§ Supplied material:
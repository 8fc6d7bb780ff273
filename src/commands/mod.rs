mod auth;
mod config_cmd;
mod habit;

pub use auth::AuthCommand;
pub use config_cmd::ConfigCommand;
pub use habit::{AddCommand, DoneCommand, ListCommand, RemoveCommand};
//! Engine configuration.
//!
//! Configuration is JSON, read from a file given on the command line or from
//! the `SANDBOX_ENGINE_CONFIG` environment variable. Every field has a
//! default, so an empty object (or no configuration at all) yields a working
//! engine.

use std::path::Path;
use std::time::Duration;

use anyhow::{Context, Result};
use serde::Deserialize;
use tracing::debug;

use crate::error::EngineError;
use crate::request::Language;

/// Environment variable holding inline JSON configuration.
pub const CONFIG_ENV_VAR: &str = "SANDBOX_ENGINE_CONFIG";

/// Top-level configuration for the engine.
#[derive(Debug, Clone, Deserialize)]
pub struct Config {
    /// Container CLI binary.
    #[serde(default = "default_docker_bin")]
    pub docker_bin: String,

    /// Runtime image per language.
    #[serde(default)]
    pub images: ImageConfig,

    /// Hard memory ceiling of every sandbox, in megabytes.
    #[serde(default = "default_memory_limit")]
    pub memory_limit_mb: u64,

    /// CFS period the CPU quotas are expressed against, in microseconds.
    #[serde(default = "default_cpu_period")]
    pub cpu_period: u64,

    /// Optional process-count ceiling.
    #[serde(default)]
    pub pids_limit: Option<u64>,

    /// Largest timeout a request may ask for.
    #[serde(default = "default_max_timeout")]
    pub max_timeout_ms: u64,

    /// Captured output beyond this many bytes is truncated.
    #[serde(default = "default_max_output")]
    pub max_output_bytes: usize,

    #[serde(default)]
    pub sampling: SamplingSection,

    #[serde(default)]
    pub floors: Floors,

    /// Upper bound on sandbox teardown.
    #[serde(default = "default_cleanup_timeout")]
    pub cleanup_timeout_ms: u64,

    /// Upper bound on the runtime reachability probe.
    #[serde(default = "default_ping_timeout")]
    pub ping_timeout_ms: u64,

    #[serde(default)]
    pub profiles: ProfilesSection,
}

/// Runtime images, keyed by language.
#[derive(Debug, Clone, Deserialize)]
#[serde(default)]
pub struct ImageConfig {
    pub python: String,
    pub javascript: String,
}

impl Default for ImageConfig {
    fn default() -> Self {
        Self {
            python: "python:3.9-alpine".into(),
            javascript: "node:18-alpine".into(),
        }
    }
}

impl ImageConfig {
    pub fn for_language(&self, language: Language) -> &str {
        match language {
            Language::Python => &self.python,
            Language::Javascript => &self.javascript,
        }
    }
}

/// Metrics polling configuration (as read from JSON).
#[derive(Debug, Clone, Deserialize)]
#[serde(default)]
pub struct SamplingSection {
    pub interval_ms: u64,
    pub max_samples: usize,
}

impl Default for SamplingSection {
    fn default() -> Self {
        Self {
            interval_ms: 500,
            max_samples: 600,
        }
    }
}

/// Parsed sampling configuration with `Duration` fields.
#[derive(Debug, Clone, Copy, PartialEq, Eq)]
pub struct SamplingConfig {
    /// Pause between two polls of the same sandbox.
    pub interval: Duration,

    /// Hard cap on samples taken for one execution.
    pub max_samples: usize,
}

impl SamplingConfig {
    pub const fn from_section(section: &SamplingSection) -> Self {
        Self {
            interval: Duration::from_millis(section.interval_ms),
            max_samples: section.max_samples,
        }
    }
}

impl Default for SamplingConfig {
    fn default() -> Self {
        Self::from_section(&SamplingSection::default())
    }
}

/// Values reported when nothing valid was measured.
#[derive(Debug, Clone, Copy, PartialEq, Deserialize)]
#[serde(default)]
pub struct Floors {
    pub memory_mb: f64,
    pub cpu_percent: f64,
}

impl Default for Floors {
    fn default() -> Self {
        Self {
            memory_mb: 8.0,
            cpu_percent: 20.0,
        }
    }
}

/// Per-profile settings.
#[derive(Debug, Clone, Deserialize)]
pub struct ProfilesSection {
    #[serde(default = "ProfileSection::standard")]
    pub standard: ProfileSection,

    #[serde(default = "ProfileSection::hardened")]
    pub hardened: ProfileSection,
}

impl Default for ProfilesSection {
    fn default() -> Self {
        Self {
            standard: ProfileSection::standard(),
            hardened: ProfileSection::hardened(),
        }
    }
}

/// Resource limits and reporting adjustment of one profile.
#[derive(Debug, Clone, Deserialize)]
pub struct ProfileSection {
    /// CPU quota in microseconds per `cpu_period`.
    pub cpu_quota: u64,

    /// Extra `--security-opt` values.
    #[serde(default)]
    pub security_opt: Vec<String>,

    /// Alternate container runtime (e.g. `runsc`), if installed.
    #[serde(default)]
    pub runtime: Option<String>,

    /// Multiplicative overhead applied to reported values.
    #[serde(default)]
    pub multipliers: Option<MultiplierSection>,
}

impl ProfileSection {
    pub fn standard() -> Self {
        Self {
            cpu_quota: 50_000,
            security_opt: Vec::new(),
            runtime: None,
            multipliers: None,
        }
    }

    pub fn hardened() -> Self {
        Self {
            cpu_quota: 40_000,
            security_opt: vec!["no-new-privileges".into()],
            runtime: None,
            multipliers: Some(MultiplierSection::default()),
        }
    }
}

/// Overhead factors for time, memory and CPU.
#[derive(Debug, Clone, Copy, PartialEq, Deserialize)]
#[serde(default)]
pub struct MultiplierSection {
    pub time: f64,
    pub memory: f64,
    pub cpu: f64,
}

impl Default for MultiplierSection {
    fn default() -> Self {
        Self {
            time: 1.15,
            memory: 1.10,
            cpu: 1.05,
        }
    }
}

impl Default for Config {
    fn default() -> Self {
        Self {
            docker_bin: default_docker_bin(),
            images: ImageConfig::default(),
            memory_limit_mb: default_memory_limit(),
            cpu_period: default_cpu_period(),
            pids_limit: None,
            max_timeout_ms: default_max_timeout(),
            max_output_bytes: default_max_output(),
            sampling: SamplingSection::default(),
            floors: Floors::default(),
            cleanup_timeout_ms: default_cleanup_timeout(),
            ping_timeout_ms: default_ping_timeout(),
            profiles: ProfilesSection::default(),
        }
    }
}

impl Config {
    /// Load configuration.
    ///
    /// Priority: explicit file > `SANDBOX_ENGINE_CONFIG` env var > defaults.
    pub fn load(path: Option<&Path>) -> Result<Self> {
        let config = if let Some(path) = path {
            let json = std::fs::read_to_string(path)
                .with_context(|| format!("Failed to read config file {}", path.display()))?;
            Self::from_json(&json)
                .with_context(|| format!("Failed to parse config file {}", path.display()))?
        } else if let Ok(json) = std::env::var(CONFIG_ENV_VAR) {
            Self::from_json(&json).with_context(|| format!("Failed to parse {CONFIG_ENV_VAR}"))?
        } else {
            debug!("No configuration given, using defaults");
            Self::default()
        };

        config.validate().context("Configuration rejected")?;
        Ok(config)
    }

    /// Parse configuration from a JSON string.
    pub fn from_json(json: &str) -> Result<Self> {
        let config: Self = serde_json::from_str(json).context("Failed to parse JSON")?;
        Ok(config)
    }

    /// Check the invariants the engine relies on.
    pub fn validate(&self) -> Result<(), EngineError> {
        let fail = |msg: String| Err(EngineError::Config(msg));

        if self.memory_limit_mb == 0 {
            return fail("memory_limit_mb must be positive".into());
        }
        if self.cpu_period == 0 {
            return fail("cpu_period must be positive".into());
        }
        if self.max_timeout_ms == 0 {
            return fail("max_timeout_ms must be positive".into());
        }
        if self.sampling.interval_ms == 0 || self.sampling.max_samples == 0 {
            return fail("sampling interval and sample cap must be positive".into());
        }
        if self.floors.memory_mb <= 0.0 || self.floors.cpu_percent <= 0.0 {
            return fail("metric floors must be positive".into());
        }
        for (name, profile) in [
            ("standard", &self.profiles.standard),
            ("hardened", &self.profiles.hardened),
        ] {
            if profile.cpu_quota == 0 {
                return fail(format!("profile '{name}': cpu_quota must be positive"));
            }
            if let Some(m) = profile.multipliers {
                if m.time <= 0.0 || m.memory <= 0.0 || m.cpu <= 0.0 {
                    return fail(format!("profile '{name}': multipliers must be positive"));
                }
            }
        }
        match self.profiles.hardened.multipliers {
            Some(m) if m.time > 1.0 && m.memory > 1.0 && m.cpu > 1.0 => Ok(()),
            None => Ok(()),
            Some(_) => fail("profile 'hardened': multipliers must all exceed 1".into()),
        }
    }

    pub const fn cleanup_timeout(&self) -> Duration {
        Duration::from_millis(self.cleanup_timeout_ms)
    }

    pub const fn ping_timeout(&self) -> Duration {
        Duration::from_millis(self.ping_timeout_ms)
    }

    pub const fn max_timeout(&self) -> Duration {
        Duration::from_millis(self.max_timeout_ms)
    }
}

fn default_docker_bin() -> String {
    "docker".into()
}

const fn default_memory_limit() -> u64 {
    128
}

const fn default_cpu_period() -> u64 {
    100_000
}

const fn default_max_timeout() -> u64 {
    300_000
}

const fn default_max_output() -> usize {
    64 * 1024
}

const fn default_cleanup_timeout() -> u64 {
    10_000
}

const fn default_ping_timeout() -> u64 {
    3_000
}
* * *
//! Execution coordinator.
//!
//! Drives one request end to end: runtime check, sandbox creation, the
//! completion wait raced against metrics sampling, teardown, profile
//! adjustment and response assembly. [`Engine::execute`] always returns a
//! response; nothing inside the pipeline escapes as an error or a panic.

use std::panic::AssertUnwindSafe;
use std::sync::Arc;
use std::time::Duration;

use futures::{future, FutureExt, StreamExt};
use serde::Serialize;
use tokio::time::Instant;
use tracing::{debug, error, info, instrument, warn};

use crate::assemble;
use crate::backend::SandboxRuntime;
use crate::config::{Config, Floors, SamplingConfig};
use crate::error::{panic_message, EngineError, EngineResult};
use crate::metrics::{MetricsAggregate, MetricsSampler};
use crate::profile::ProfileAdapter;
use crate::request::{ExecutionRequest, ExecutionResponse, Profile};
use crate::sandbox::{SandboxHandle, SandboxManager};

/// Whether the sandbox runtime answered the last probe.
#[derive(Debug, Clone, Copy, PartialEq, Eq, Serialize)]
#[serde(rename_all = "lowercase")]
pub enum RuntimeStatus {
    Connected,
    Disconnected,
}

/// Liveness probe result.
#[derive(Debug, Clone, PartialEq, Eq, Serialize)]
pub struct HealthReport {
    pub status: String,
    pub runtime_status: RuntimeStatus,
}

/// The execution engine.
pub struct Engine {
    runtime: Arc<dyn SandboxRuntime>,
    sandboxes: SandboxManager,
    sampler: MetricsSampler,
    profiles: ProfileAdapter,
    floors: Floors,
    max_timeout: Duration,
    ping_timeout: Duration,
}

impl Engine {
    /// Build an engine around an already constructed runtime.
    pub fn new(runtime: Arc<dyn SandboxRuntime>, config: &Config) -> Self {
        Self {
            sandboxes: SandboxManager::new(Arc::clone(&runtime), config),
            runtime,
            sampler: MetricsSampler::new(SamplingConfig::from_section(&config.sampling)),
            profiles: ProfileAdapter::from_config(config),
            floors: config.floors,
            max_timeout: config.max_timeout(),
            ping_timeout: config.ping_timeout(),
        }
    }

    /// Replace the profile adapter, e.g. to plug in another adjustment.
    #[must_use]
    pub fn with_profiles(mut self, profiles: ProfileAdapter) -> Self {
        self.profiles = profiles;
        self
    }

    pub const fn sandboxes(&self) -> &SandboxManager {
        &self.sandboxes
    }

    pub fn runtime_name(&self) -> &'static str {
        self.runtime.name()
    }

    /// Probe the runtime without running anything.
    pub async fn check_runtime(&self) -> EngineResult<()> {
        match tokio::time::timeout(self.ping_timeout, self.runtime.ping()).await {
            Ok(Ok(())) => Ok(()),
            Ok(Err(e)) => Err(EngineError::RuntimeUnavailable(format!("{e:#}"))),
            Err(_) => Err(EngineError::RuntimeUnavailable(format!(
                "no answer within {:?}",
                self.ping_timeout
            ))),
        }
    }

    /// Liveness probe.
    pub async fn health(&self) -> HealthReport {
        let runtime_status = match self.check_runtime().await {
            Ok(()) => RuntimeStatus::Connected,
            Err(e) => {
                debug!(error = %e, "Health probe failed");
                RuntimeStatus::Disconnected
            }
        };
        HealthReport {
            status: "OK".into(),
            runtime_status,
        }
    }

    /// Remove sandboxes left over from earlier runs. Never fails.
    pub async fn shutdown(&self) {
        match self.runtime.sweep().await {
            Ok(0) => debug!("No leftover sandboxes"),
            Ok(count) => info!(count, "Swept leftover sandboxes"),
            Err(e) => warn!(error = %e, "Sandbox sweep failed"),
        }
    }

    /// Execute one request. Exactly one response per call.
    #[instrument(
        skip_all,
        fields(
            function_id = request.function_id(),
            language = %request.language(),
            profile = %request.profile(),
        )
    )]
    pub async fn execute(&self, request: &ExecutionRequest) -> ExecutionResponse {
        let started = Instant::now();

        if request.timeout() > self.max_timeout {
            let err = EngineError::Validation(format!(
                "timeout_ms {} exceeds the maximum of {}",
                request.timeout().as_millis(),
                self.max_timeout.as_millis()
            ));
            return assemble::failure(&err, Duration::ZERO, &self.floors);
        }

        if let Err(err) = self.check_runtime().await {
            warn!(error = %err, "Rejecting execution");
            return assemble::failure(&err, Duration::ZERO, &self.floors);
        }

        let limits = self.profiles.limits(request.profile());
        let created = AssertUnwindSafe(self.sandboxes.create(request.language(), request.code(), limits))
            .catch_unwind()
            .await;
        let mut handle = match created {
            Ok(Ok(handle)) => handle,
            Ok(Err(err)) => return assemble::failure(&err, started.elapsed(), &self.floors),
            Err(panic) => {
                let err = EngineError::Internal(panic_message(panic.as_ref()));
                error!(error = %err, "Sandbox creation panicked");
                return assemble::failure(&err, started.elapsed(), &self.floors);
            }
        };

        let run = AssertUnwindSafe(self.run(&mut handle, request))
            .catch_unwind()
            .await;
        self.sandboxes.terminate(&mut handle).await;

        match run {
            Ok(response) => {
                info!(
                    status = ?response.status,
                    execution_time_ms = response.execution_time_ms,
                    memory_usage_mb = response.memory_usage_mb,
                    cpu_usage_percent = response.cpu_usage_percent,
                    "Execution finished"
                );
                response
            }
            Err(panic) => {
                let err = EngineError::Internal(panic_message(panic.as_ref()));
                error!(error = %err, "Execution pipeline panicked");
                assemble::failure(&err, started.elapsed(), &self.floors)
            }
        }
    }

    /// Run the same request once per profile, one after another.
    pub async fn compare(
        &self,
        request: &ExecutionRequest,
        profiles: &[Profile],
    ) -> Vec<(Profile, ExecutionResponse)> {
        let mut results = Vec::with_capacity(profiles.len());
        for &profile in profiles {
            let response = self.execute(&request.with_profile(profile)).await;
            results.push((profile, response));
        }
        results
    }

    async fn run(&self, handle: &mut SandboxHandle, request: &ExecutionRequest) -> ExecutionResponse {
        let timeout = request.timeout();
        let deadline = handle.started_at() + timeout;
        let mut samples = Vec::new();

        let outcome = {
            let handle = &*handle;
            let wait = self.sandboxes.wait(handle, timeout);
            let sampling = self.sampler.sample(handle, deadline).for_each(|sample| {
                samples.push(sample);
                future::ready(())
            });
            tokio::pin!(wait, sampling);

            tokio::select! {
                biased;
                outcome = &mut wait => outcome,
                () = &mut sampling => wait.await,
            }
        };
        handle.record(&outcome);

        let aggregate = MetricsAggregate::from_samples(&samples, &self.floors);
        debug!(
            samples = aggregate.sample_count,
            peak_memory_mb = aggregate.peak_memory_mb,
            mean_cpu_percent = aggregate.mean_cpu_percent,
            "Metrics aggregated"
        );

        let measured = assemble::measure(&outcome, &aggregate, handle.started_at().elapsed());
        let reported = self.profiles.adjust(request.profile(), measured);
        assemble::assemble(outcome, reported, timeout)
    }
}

§ What you are asked to do:
Output the lines above between the one holding "repository 8fc6d7bb780ff273" and the one holding "field has a", inclusive, with nothing before or after them.

§ Answer space:
repository 8fc6d7bb780ff273
filename src/commands/mod.rs
mod auth;
mod config_cmd;
mod habit;

pub use auth::AuthCommand;
pub use config_cmd::ConfigCommand;
pub use habit::{AddCommand, DoneCommand, ListCommand, RemoveCommand};
//! Engine configuration.
//!
//! Configuration is JSON, read from a file given on the command line or from
//! the `SANDBOX_ENGINE_CONFIG` environment variable. Every field has a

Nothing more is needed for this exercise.